**EXERCISE**
The lines below starting at the line containing "Ok(Rgb::new(10, 11, 12)));" and ending at the line containing "let color = Rgb::new(1, 22, 255);" are to be repeated exactly, with both ends kept and nothing else added.

Stored data
======

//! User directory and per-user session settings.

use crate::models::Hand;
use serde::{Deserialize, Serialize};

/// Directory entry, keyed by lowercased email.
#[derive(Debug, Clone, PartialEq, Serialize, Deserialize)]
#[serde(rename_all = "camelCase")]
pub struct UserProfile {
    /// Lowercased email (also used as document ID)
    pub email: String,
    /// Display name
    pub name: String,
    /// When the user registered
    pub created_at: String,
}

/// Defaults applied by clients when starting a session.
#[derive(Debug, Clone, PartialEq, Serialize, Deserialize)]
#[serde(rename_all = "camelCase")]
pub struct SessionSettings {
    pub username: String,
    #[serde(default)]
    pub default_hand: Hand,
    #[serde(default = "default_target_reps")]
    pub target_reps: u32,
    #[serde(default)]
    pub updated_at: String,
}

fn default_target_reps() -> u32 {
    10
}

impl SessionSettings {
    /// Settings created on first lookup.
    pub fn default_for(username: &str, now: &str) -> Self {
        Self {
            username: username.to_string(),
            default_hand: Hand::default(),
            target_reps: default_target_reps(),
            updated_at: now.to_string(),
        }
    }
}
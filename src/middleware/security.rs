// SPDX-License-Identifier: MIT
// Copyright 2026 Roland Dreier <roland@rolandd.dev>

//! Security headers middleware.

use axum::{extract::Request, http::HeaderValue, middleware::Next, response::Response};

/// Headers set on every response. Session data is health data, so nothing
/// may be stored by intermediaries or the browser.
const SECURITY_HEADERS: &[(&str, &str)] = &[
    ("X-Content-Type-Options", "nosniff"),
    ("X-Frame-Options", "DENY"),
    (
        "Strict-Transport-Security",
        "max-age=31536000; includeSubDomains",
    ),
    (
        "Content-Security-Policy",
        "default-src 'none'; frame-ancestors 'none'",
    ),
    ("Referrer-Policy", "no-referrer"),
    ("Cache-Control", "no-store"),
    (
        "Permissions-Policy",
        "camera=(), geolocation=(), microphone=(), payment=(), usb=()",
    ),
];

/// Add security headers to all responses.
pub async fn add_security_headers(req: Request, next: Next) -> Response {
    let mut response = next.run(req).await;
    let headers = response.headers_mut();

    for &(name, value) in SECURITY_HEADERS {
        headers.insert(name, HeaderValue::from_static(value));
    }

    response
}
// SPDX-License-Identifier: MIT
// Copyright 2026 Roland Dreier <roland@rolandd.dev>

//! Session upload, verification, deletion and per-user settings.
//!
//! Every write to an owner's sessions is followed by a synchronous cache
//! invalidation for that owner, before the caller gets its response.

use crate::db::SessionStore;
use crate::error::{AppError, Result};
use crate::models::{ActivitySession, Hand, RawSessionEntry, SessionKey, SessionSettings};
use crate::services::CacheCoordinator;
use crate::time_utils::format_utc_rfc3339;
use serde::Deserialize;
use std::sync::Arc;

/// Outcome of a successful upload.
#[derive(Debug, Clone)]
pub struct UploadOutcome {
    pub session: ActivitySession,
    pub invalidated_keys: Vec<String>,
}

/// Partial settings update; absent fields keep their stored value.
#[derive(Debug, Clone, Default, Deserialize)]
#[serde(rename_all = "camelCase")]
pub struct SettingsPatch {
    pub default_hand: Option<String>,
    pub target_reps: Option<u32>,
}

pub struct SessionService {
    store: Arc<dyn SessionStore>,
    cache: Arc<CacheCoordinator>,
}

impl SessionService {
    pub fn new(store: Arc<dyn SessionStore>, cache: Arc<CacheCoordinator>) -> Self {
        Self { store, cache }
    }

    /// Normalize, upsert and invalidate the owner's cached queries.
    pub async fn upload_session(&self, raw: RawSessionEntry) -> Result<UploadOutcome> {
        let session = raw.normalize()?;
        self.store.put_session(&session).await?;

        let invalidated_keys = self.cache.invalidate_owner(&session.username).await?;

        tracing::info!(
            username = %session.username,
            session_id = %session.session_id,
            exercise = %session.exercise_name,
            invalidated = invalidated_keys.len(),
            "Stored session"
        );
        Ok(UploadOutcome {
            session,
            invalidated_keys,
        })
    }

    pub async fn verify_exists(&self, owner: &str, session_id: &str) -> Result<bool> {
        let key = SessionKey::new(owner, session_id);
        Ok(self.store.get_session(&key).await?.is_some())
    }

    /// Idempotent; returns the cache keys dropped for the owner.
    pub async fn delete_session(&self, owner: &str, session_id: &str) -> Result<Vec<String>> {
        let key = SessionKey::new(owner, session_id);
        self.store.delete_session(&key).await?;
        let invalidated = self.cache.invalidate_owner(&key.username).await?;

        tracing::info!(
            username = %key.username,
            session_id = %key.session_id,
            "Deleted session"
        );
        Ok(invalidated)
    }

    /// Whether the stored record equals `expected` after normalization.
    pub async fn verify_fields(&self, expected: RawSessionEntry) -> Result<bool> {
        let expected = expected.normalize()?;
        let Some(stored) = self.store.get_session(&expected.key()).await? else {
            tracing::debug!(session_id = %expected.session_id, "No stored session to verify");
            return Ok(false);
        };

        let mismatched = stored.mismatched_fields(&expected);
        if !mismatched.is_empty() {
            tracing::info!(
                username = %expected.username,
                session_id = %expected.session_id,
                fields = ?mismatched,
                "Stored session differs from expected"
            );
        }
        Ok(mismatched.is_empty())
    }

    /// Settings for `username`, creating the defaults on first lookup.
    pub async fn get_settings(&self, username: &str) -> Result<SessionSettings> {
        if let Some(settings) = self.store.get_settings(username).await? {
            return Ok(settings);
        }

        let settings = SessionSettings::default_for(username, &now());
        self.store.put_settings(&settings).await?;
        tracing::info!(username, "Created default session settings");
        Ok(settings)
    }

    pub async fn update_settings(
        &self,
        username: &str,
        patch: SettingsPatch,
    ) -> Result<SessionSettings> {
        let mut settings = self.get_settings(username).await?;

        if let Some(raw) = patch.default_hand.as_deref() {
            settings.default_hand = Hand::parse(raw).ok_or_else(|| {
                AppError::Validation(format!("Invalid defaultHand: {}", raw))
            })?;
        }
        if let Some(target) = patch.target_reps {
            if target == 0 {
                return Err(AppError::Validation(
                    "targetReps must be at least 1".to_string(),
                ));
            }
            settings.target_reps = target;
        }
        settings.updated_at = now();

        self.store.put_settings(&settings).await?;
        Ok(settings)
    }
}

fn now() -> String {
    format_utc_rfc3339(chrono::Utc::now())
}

======

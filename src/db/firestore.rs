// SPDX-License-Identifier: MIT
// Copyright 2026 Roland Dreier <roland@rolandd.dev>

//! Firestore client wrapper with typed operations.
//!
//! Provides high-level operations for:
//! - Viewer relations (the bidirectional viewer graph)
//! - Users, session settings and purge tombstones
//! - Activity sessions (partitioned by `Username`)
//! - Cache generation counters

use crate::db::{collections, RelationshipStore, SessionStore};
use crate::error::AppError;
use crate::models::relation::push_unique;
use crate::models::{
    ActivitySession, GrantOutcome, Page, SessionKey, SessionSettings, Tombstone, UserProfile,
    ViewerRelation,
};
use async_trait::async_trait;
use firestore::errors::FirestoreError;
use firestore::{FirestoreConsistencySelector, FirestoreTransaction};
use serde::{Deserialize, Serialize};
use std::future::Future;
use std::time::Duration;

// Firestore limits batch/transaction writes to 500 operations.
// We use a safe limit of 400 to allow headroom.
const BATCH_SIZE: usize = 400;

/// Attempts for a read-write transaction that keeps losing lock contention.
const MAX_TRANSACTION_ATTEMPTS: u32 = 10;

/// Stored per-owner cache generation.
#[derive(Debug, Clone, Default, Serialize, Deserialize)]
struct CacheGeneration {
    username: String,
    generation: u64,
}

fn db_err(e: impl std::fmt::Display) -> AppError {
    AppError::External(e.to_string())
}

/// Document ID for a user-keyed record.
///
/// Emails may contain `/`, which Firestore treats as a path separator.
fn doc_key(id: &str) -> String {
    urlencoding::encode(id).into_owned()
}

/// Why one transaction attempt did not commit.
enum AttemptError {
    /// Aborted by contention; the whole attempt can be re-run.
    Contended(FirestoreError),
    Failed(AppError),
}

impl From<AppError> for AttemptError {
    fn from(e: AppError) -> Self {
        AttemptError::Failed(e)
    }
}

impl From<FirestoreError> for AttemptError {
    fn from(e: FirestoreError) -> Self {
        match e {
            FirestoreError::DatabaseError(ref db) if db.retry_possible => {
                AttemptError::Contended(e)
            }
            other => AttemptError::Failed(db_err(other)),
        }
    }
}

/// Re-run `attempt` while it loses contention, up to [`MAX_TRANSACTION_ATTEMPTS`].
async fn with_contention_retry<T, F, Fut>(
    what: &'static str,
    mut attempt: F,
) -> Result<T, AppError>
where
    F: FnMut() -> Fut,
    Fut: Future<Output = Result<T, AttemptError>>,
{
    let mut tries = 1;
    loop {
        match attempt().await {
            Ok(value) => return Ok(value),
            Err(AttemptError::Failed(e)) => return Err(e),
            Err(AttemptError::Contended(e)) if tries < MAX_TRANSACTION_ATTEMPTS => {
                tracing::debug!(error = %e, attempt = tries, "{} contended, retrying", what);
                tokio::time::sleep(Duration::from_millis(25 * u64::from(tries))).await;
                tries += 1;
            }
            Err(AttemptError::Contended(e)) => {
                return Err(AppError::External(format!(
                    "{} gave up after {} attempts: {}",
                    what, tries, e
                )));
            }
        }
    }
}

======

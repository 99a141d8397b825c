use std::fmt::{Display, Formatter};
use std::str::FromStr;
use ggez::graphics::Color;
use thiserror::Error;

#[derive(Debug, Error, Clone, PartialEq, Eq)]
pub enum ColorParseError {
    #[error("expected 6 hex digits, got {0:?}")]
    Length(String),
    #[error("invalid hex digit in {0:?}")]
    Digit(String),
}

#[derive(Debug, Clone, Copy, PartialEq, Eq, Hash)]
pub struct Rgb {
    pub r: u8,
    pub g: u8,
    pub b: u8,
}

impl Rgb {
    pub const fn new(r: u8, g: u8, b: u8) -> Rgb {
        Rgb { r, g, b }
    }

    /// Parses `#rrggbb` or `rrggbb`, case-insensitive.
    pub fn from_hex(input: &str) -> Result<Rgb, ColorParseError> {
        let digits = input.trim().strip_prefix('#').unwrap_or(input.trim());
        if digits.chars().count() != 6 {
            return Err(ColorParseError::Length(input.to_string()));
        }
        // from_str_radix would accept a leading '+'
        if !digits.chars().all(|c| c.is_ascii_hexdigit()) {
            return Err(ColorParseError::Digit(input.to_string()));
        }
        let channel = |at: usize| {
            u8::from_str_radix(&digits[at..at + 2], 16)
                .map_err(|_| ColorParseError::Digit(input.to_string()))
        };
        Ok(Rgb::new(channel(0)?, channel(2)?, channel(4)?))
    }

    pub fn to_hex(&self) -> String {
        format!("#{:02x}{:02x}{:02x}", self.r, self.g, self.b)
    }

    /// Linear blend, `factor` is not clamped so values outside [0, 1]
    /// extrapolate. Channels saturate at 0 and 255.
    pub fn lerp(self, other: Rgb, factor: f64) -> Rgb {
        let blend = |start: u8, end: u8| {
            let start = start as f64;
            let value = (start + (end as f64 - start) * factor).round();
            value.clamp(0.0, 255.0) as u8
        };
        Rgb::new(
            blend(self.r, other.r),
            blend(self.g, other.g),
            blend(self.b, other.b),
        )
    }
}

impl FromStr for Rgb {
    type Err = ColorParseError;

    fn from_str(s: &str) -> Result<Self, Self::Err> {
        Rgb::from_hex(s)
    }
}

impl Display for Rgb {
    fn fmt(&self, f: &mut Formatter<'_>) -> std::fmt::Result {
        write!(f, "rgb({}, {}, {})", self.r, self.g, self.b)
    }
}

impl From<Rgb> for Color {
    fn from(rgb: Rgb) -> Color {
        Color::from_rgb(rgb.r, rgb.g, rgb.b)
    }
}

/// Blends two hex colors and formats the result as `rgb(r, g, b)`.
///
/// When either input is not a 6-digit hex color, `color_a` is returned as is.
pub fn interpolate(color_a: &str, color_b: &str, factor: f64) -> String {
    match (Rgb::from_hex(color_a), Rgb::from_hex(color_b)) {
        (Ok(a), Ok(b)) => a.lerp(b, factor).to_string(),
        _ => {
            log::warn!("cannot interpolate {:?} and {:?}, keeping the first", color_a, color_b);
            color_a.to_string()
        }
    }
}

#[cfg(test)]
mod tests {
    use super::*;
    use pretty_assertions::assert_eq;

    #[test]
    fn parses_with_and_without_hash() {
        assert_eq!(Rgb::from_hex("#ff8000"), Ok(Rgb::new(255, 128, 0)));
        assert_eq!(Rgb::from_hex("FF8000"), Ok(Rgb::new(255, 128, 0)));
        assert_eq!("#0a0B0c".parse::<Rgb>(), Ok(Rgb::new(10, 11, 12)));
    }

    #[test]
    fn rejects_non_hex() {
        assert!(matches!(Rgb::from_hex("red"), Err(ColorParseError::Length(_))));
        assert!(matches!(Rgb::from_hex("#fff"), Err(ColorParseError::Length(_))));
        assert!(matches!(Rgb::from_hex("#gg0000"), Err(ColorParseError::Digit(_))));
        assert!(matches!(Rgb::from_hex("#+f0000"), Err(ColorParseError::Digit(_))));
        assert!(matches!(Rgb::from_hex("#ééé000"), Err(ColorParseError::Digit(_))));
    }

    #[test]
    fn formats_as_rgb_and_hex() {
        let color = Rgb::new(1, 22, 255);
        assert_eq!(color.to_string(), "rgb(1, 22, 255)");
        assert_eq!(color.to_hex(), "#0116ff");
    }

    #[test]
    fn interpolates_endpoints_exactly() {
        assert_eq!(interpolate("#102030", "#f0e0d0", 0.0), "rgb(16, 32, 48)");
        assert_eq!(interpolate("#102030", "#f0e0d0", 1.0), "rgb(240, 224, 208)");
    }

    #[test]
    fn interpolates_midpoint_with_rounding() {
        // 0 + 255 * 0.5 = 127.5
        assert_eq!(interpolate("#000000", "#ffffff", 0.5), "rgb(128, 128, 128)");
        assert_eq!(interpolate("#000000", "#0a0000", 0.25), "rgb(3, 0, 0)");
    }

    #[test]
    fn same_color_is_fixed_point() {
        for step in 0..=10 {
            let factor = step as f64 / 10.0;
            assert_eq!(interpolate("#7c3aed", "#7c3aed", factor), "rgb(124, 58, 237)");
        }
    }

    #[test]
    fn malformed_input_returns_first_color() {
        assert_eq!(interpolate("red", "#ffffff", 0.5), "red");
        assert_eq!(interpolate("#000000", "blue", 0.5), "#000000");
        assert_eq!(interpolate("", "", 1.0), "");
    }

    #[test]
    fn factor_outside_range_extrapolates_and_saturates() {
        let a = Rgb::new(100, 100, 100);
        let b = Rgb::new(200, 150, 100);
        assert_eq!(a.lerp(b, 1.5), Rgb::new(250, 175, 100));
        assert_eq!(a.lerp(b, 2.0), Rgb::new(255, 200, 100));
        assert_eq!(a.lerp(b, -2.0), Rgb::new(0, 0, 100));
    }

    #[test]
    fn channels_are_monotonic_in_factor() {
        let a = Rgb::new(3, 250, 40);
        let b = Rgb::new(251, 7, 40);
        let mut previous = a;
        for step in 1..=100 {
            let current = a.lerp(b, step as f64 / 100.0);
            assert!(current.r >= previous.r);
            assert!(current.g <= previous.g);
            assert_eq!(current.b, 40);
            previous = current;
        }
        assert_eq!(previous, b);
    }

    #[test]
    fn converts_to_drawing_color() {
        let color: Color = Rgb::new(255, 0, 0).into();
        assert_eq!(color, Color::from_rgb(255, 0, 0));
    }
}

======

**SOLUTION FOR THIS PROBLEM**
        assert_eq!("#0a0B0c".parse::<Rgb>(), Ok(Rgb::new(10, 11, 12)));
    }

    #[test]
    fn rejects_non_hex() {
        assert!(matches!(Rgb::from_hex("red"), Err(ColorParseError::Length(_))));
        assert!(matches!(Rgb::from_hex("#fff"), Err(ColorParseError::Length(_))));
        assert!(matches!(Rgb::from_hex("#gg0000"), Err(ColorParseError::Digit(_))));
        assert!(matches!(Rgb::from_hex("#+f0000"), Err(ColorParseError::Digit(_))));
        assert!(matches!(Rgb::from_hex("#ééé000"), Err(ColorParseError::Digit(_))));
    }

    #[test]
    fn formats_as_rgb_and_hex() {
        let color = Rgb::new(1, 22, 255);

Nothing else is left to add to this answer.